Given data:

######

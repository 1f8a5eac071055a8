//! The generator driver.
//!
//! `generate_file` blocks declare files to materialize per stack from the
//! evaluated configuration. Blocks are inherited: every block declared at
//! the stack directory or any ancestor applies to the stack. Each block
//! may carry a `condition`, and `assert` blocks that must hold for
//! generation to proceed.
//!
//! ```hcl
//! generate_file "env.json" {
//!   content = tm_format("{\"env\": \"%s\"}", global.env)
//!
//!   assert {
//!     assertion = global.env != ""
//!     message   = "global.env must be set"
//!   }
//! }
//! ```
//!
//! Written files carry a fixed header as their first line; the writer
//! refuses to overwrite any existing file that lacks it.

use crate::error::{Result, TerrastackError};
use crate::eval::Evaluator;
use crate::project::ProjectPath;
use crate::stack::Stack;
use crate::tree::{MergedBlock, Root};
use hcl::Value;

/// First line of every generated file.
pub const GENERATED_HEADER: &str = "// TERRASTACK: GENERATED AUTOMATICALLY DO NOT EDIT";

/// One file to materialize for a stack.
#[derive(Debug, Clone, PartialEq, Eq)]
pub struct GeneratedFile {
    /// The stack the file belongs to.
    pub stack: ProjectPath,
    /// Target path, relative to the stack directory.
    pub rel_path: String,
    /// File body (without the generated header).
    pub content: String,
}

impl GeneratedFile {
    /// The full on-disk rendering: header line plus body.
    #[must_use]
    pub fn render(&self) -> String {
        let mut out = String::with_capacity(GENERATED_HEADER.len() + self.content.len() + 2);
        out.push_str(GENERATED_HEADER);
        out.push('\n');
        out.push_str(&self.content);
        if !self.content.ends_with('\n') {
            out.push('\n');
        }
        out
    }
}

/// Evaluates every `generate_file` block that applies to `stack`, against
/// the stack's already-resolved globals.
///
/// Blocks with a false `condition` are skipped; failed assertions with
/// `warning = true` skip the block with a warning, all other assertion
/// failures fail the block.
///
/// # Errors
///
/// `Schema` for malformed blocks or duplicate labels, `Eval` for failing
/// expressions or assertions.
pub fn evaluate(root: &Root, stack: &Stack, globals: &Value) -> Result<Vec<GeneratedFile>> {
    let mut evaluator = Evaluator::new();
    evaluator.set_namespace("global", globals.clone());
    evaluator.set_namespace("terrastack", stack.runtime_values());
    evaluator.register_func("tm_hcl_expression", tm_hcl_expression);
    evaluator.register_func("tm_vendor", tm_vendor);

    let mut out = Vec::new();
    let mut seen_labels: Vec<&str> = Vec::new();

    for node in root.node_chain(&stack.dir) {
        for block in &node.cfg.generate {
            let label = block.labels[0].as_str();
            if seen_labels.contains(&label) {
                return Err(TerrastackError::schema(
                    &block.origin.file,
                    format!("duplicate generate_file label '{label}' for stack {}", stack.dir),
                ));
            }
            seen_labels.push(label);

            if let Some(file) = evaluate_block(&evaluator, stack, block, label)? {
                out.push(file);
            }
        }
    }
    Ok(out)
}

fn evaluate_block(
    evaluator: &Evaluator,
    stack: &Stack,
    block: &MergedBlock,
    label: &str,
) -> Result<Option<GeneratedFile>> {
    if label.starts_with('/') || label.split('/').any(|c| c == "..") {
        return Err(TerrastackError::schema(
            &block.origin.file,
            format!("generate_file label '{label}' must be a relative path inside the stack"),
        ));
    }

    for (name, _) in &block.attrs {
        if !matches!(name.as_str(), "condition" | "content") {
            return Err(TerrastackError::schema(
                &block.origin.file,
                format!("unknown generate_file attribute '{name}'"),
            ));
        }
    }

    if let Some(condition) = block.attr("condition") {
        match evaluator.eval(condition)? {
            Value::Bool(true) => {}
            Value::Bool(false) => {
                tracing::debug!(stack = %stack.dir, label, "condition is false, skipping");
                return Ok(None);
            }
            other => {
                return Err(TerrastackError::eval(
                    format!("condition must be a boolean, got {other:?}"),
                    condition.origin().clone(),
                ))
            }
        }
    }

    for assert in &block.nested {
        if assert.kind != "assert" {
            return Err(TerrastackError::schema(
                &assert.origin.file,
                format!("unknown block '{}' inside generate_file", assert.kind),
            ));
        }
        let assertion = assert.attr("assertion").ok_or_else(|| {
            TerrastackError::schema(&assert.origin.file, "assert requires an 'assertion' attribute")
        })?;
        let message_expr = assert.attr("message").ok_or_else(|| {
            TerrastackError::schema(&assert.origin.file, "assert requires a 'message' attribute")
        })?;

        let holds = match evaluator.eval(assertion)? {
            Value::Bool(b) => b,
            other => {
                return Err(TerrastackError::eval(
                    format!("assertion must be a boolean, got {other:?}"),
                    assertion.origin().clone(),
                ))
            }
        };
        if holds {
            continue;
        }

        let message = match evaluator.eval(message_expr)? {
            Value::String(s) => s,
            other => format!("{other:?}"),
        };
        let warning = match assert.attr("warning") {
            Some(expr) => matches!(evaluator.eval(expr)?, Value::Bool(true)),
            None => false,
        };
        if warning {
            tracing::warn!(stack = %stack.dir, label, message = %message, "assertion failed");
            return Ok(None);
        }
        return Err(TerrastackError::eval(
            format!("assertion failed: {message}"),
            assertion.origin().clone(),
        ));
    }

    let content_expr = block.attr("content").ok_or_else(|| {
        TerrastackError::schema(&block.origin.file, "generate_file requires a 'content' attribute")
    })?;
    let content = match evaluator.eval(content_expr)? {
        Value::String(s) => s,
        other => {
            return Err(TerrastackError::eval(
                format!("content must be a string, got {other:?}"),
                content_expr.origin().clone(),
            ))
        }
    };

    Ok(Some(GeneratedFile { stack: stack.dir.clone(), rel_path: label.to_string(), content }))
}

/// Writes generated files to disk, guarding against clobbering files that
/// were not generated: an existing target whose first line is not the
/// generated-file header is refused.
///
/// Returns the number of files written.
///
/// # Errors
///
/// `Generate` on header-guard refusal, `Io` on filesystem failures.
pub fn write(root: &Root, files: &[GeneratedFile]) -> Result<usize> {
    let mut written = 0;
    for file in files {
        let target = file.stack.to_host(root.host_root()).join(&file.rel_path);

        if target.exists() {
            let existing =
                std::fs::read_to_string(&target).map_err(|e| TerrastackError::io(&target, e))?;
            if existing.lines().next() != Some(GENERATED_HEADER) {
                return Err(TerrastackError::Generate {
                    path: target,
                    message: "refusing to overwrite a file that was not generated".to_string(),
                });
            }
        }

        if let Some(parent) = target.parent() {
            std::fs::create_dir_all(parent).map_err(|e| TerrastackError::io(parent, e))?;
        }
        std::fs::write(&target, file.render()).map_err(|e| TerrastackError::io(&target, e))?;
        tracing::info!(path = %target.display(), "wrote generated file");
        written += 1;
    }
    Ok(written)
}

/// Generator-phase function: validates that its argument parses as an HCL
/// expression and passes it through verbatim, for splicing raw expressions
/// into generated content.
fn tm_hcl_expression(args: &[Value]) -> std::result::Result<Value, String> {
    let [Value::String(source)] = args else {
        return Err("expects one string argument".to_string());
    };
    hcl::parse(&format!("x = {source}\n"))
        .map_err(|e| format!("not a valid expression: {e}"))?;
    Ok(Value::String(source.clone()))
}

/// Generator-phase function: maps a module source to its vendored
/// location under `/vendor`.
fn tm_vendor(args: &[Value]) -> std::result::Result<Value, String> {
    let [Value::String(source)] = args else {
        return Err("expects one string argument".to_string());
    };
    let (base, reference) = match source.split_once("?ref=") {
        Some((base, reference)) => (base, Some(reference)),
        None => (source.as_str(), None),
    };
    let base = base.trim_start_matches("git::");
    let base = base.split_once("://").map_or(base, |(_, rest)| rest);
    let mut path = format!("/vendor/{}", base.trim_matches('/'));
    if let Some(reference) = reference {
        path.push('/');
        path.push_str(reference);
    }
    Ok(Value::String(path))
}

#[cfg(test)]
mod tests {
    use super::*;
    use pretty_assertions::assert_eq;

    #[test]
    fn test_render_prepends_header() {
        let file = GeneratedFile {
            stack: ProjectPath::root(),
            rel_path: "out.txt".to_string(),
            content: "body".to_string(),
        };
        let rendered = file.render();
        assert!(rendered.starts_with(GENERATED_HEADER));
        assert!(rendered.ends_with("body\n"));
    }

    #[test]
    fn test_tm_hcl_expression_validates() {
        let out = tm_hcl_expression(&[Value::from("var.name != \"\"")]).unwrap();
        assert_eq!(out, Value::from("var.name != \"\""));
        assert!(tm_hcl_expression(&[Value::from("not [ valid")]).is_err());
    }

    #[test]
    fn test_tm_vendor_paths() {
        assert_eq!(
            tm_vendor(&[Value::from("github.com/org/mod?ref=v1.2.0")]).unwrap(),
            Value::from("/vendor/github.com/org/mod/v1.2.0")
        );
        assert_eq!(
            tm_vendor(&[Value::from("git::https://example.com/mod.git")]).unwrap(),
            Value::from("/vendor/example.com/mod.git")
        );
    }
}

######

What the task requires: Using the entries above, state how many lines contain the string "Some"; the number is all that is needed.

Result for this exercise: 8